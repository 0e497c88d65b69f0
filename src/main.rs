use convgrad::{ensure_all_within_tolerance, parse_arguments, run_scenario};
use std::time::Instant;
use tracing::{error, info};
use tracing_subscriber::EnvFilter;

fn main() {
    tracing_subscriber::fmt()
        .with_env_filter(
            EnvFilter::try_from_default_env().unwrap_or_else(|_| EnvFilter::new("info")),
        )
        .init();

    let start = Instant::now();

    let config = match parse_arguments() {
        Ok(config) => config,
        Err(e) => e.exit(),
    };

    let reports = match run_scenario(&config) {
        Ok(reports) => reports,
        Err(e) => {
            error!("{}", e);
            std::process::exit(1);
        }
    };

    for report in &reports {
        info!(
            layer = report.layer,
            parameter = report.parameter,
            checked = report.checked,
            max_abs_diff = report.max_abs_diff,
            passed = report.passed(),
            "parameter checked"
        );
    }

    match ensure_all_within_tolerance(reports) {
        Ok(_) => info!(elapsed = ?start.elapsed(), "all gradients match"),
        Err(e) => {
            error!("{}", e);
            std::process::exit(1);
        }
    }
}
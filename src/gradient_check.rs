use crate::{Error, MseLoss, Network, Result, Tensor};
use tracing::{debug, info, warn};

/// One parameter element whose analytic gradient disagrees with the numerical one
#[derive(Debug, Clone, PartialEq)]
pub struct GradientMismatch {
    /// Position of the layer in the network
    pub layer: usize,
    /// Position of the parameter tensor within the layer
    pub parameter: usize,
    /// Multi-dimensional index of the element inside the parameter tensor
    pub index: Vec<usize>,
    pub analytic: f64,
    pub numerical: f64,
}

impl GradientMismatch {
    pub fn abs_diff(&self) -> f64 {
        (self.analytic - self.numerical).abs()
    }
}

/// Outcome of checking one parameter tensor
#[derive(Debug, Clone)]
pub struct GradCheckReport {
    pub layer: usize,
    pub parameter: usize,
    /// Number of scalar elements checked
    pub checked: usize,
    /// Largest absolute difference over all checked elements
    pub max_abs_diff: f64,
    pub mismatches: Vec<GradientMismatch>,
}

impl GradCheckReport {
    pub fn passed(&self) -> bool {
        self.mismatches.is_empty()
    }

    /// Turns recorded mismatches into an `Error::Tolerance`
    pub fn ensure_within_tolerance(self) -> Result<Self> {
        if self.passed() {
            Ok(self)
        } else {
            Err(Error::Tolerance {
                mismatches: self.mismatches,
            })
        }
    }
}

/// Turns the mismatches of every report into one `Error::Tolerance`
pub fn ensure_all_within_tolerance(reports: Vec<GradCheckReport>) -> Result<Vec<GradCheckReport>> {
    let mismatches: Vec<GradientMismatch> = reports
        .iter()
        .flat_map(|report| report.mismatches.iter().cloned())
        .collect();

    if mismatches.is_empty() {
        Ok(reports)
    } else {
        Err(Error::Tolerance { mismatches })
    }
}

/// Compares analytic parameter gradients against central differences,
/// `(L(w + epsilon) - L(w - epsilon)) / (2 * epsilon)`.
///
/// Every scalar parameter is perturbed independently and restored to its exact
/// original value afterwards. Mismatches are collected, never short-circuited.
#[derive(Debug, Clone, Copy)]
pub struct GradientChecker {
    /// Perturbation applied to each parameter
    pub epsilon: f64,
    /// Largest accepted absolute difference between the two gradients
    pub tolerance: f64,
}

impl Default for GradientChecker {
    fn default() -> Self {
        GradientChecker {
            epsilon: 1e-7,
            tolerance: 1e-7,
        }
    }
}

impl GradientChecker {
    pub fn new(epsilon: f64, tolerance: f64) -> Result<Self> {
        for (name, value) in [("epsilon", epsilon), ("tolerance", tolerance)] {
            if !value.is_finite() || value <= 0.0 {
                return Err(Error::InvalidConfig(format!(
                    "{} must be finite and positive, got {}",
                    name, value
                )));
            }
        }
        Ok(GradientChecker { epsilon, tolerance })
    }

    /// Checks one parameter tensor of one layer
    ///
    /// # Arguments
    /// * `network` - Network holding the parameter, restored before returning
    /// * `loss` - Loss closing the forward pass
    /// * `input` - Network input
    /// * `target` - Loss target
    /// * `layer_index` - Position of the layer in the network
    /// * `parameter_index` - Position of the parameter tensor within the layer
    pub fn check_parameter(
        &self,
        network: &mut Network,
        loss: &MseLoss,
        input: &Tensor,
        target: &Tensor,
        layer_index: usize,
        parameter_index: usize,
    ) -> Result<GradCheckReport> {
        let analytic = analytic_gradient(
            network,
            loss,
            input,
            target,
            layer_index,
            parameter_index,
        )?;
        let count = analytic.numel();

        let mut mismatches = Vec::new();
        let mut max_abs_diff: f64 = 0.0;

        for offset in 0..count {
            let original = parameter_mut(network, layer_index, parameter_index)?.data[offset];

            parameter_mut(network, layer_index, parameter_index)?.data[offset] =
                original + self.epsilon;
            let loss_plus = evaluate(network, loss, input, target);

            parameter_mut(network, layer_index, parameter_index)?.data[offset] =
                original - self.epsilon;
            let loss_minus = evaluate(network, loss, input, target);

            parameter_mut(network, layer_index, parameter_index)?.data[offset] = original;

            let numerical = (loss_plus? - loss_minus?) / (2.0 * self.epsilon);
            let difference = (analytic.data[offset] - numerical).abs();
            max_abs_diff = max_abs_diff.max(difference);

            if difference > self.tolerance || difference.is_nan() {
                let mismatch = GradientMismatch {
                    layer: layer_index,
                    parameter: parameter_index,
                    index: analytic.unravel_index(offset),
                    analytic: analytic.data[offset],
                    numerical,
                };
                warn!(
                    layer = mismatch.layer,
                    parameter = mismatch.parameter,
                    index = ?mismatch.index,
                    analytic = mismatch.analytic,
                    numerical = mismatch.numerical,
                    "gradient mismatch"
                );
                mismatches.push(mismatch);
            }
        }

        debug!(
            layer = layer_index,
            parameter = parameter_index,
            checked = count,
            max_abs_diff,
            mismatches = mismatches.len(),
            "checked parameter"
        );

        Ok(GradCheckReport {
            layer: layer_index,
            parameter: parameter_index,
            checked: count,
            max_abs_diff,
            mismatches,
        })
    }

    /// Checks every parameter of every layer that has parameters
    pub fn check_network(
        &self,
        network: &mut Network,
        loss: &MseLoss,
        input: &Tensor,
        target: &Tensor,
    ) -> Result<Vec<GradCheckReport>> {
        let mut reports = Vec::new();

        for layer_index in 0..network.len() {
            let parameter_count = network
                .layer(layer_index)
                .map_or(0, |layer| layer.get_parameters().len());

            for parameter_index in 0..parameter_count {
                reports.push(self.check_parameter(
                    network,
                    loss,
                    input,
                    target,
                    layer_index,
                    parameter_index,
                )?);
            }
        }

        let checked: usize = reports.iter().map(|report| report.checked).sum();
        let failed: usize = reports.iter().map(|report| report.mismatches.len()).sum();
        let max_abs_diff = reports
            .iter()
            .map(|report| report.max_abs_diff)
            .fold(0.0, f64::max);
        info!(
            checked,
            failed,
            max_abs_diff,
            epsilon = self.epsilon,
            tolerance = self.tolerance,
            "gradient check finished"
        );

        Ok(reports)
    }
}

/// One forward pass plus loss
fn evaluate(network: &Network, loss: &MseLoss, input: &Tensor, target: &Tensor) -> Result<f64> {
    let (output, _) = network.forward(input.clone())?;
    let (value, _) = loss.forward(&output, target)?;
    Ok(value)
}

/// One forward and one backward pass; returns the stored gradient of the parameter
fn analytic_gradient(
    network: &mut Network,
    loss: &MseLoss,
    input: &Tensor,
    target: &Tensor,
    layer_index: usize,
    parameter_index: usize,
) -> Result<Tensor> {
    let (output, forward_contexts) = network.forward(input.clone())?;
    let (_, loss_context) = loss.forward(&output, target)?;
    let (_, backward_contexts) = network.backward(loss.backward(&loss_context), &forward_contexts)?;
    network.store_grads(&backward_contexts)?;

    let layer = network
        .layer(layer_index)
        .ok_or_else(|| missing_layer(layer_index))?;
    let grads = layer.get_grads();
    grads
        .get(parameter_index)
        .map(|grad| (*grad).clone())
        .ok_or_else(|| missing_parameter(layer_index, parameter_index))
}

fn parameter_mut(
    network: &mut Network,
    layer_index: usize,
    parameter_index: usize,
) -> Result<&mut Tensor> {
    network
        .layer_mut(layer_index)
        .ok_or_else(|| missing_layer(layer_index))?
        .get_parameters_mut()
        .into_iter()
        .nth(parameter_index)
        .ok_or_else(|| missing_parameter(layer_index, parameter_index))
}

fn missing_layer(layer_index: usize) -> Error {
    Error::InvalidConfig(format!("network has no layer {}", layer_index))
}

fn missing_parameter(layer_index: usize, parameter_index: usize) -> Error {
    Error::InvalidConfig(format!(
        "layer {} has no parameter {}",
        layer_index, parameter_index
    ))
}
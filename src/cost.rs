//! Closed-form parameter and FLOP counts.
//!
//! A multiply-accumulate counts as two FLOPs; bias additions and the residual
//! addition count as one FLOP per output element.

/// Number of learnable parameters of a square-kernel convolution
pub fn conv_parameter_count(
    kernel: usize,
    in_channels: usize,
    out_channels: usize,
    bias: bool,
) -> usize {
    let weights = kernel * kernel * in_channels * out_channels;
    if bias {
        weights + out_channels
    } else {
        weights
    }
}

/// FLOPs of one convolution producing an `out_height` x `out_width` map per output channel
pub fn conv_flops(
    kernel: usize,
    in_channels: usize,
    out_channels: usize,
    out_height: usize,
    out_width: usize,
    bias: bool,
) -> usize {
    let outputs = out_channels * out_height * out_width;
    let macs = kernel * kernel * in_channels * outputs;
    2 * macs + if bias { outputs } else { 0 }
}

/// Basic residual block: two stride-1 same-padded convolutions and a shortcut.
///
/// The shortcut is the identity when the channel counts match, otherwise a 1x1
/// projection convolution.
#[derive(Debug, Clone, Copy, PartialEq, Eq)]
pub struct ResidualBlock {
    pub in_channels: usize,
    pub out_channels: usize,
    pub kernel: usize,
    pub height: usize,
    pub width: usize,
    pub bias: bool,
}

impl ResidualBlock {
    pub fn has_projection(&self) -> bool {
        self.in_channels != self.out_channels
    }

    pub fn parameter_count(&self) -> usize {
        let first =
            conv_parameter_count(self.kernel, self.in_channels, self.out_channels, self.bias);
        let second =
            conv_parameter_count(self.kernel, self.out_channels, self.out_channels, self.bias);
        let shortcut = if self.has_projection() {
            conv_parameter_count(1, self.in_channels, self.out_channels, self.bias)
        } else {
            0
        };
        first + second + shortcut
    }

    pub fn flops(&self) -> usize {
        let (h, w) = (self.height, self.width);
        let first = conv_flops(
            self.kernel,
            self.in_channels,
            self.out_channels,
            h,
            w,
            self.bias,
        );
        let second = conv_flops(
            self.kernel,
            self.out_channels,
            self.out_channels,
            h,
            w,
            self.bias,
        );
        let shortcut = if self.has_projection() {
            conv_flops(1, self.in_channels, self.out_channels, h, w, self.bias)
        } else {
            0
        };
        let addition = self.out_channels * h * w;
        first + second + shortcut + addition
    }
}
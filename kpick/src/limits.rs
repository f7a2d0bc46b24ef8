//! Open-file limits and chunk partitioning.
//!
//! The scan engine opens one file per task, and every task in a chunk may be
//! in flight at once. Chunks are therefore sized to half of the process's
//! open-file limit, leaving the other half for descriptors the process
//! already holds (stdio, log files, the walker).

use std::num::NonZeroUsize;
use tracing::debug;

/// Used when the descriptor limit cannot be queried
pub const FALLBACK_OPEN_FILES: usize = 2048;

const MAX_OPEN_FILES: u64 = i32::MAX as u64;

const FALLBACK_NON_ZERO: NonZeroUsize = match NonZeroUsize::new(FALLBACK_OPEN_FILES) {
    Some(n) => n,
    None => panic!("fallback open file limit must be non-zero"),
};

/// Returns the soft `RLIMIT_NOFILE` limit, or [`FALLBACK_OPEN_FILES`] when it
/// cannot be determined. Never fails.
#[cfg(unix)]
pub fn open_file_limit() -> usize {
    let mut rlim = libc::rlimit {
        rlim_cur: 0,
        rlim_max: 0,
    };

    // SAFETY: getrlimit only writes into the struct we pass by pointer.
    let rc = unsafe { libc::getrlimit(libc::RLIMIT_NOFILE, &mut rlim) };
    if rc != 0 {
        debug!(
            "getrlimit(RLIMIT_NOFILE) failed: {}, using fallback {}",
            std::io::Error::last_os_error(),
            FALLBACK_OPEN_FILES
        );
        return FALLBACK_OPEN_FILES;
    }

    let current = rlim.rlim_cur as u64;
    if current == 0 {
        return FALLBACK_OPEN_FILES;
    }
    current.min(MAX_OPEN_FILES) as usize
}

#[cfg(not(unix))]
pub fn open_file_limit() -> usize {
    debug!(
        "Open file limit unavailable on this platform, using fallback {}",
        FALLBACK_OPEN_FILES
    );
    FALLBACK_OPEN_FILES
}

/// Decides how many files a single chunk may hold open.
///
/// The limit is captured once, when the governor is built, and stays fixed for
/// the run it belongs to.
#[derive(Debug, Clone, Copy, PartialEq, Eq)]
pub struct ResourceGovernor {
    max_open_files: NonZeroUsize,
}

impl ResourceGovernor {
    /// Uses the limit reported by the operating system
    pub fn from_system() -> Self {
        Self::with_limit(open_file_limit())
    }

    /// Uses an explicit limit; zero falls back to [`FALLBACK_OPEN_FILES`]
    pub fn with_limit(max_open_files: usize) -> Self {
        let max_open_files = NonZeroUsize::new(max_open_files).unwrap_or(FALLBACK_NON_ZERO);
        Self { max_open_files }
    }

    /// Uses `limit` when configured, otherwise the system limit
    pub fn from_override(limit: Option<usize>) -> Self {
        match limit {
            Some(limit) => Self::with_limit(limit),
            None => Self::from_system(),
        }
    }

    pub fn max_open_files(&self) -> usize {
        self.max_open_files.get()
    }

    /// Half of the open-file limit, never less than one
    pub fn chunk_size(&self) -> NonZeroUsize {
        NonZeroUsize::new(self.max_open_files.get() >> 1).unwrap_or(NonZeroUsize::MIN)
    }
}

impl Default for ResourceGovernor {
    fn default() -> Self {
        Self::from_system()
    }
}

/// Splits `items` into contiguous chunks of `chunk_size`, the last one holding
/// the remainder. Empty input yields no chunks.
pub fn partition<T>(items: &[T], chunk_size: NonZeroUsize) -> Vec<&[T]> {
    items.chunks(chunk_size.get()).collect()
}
● ● ●
◆ What to do ◆
Each line with "struct" in it must be identified and copied from the material.

◆ Exercise answer ◆
pub struct GradientMismatch {
pub struct GradCheckReport {
pub struct GradientChecker {
pub struct ResidualBlock {
    // SAFETY: getrlimit only writes into the struct we pass by pointer.
pub struct ResourceGovernor {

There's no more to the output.